Culture : LILIANE RASPAIL A LA LIBRAIRIE INTERNATIONALE CHIHAB
Du pays des volcans au mont des Aurès


Liliane Raspail ressemble à ces villes cosmopolites : elle est chaouia de cœur, française de langue et algérofrançaise dans l’âme. Ecrivaine aux heures tardives de sa vie, Liliane Raspail aime se balader dans sa vie comme elle aime à visiter La Chemora, son village natal, situé à 50 kilomètres de Batna.

“J’ai beaucoup souffert d’avoir quitté l’Algérie après les années de terreur qu’a vécues ce pays”, a-t-elle indiqué avant-hier lors de la rencontre organisée à la librairie internationale Chihab.
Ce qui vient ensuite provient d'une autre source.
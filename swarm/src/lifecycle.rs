use std::time::Instant;

use bytemuck::{bytes_of, cast_slice};
use log::{error, info};

use crate::{
    constants::MAX_CHUNKS,
    device::GpuDevice,
    error::{SwarmError, SwarmResult},
    frame::{self, FrameSchedule, SimClock},
    node::seed_chunk,
    partition::ChunkPlan,
    resources::{ResourceSet, ViewportUniform},
    telemetry::{Telemetry, TelemetrySample},
};

/// One live simulation: its chunks, their buffers and bindings, the compiled
/// kernels and the clock.
pub struct Simulation<D: GpuDevice> {
    pub(crate) plan: ChunkPlan,
    pub(crate) resources: ResourceSet<D::Buffer>,
    pub(crate) kernels: D::Kernels,
    pub(crate) bindings: Vec<D::Bindings>,
    pub(crate) clock: SimClock,
}

impl<D: GpuDevice> Simulation<D> {
    /// Compiles the kernels, allocates every buffer of `plan`, binds each chunk
    /// and uploads the initial records.
    ///
    /// On failure nothing allocated here is left behind.
    fn create(device: &mut D, plan: ChunkPlan, seed: u64) -> SwarmResult<Self> {
        let kernels = device.compile_kernels()?;
        let resources = ResourceSet::allocate(device, &plan)?;

        let viewport = device.viewport();
        let mut bindings = Vec::with_capacity(resources.chunks.len());
        if let Some(uniforms) = &resources.uniforms {
            device.write_buffer(
                &uniforms.viewport,
                0,
                bytes_of(&ViewportUniform::from(viewport)),
            );
            device.write_buffer(&uniforms.clock, 0, bytes_of(&SimClock::default().uniform()));

            for chunk in &resources.chunks {
                bindings.push(device.bind_chunk(&kernels, chunk, uniforms));
            }
        }

        // Flushed per chunk so at most one chunk's staging copy is held at once.
        for chunk in &resources.chunks {
            let records = seed_chunk(&chunk.descriptor, viewport, seed);
            device.write_buffer(&chunk.state, 0, cast_slice(&records));
            drop(records);
            device.flush_uploads();
        }

        Ok(Self {
            plan,
            resources,
            kernels,
            bindings,
            clock: SimClock::default(),
        })
    }

    /// Destroys every buffer. Bindings and kernels go first, so nothing that
    /// refers to a buffer outlives it.
    fn release(self, device: &mut D) {
        let Self {
            resources,
            kernels,
            bindings,
            ..
        } = self;
        drop(bindings);
        drop(kernels);
        resources.release(device);
    }

    pub fn node_count(&self) -> u64 {
        self.plan.total_nodes()
    }

    pub fn chunk_count(&self) -> usize {
        self.plan.len()
    }

    pub fn plan(&self) -> &ChunkPlan {
        &self.plan
    }

    pub fn buffer_count(&self) -> usize {
        self.resources.buffer_count()
    }

    /// Device memory held by this instance's buffers.
    pub fn allocated_bytes(&self) -> u64 {
        self.resources.allocated_bytes()
    }

    pub fn clock(&self) -> &SimClock {
        &self.clock
    }
}

/// Owns the device and at most one live [`Simulation`].
///
/// Every transition goes through here: the pending iteration is cancelled
/// before an instance is released, and an instance is released before the
/// next one is allocated.
pub struct Lifecycle<D: GpuDevice> {
    device: D,
    chunk_capacity: u32,
    seed: Option<u64>,
    instance: Option<Simulation<D>>,
    schedule: FrameSchedule,
    telemetry: Telemetry,
}

impl<D: GpuDevice> Lifecycle<D> {
    pub fn new(device: D, chunk_capacity: u32, seed: Option<u64>) -> SwarmResult<Self> {
        if chunk_capacity == 0 {
            return Err(SwarmError::Config("chunk capacity must be positive".into()));
        }

        let max_groups = device.limits().max_workgroups_per_dimension;
        let groups = ChunkPlan::new(0, chunk_capacity).workgroups_per_chunk();
        if groups > max_groups {
            return Err(SwarmError::Config(format!(
                "chunk capacity {chunk_capacity} needs {groups} workgroups, device allows {max_groups}"
            )));
        }

        Ok(Self {
            device,
            chunk_capacity,
            seed,
            instance: None,
            schedule: FrameSchedule::default(),
            telemetry: Telemetry::new(),
        })
    }

    /// Starts a simulation of `node_count` nodes. If one is already running
    /// this is a [`Lifecycle::reconfigure`].
    pub fn start(&mut self, node_count: u64) -> SwarmResult<()> {
        if self.instance.is_some() {
            return self.reconfigure(node_count);
        }
        self.launch(node_count)
    }

    /// Replaces the running simulation with one of `node_count` nodes.
    ///
    /// The old instance is released before the new one is allocated. If the
    /// new one cannot be created the previous node count is started again,
    /// and the original error is returned either way.
    pub fn reconfigure(&mut self, node_count: u64) -> SwarmResult<()> {
        let previous = self.node_count();
        self.stop();

        let err = match self.launch(node_count) {
            Ok(()) => return Ok(()),
            Err(err) => err,
        };
        error!("Starting {node_count} nodes failed: {err}");

        if let Some(previous) = previous {
            match self.launch(previous) {
                Ok(()) => info!("Restored previous population of {previous} nodes"),
                Err(restore) => error!("Restoring {previous} nodes failed: {restore}"),
            }
        }
        Err(err)
    }

    /// Cancels the pending iteration and releases every resource. Does
    /// nothing when no simulation is running.
    pub fn stop(&mut self) {
        self.schedule.cancel();
        if let Some(sim) = self.instance.take() {
            let nodes = sim.node_count();
            sim.release(&mut self.device);
            info!("Stopped simulation of {nodes} nodes");
        }
    }

    fn launch(&mut self, node_count: u64) -> SwarmResult<()> {
        debug_assert!(self.instance.is_none());

        let plan = ChunkPlan::bounded(node_count, self.chunk_capacity, MAX_CHUNKS)?;
        let chunks = plan.len();
        let seed = self.seed.unwrap_or_else(rand::random);
        let sim = Simulation::create(&mut self.device, plan, seed)?;

        info!(
            "Started {node_count} nodes in {chunks} chunks ({} buffers)",
            sim.buffer_count()
        );
        self.instance = Some(sim);
        self.telemetry.reset();
        self.schedule.arm();
        Ok(())
    }

    /// Runs the pending iteration, if there is one, and schedules the next.
    pub fn tick(&mut self, now: Instant) -> Option<TelemetrySample> {
        if !self.schedule.take() {
            return None;
        }
        let sim = self.instance.as_mut()?;

        let completed = frame::run_frame(&mut self.device, sim);
        self.schedule.arm();
        if !completed {
            return None;
        }
        self.telemetry.record_frame(
            now,
            sim.node_count(),
            sim.chunk_count(),
            sim.allocated_bytes(),
        )
    }

    /// Reconfigures the surface and rewrites the viewport uniform.
    pub fn resize(&mut self, width: u32, height: u32) {
        if width == 0 || height == 0 {
            return;
        }
        self.device.resize(width, height);

        let viewport = self.device.viewport();
        if let Some(uniforms) = self
            .instance
            .as_ref()
            .and_then(|sim| sim.resources.uniforms.as_ref())
        {
            self.device.write_buffer(
                &uniforms.viewport,
                0,
                bytes_of(&ViewportUniform::from(viewport)),
            );
        }
    }

    pub fn is_running(&self) -> bool {
        self.instance.is_some()
    }

    pub fn is_scheduled(&self) -> bool {
        self.schedule.is_armed()
    }

    pub fn node_count(&self) -> Option<u64> {
        self.instance.as_ref().map(Simulation::node_count)
    }

    pub fn simulation(&self) -> Option<&Simulation<D>> {
        self.instance.as_ref()
    }

    pub fn chunk_capacity(&self) -> u32 {
        self.chunk_capacity
    }

    pub fn device(&self) -> &D {
        &self.device
    }
}

impl<D: GpuDevice> Drop for Lifecycle<D> {
    fn drop(&mut self) {
        self.stop();
    }
}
Ses souffrances et ses nostalgies comme ses souvenirs, elle les raconte dans son roman autobiographique Fille de Chemora,paru récemment à Casbah Editions. Avec ce livre, “j’ai vraiment retrouvé mon enfance et mon bled”, a-t-elle souligné. S’agissant de son roman, Liliane Raspail raconte son histoire qui a commencé avec ses grands-parents Pauline et Michel, venus de leur Auvergne natale chercher fortune dans les Aurès en 1919. C’est aussi la vie de sa mère Jeanne, qui est arrivée dans ce pays à l’âge de 9 ans. Elle y a grandi, s’y est mariée et vit un amour impossible. Cette histoire d’amour “maudite”, Liliane la raconte dans La Chaouia d’Auvergne, un autre roman autobiographique. Dans Fille de Chemora, c’est surtout l’histoire de Sylviane Rescot (baptisée Liamna) que Liliane dévoile. D’ailleurs ce personnage lui ressemble trait par trait. Cette Liliane, aujourd’hui reconvertie en écrivaine, est née sous le signe du Poissons dans les Aurès. Elle connaîtra très jeune un double déchirement. A douze ans, elle assiste au divorce de ses parents et quitte l’Algérie pour l’Auvergne en compagnie de sa mère, sa grand-mère et sa sœur, pour y revenir ensuite en 1958. Ce retour a été effectué dans le dessein de sauver son couple. Néanmoins, elle fait aussi son choix et contrairement à Albert Camus qui choisit sa mère à la justice, Liliane choisit d’embrasser la cause des Algériens. Actuellement Liliane continue de vivre comme écartelée, entre la France, le pays de ses grands-parents, et l’Algérie, son pays natal. Avec cette matière brute, Liliane Raspail envisage de réaliser un film. Pour ce faire, elle lance d’ores et déjà un appel à tous les producteurs intéressés par ce projet.
Hakim C

Liliane Raspail, autrice de Fille de Chemora,
prix : 450 DA paru à Casbah Editions (2005),
présentera son ouvrage, mercredi 14 décembre à 17h,
à la bibliothèque du Palais de la culture.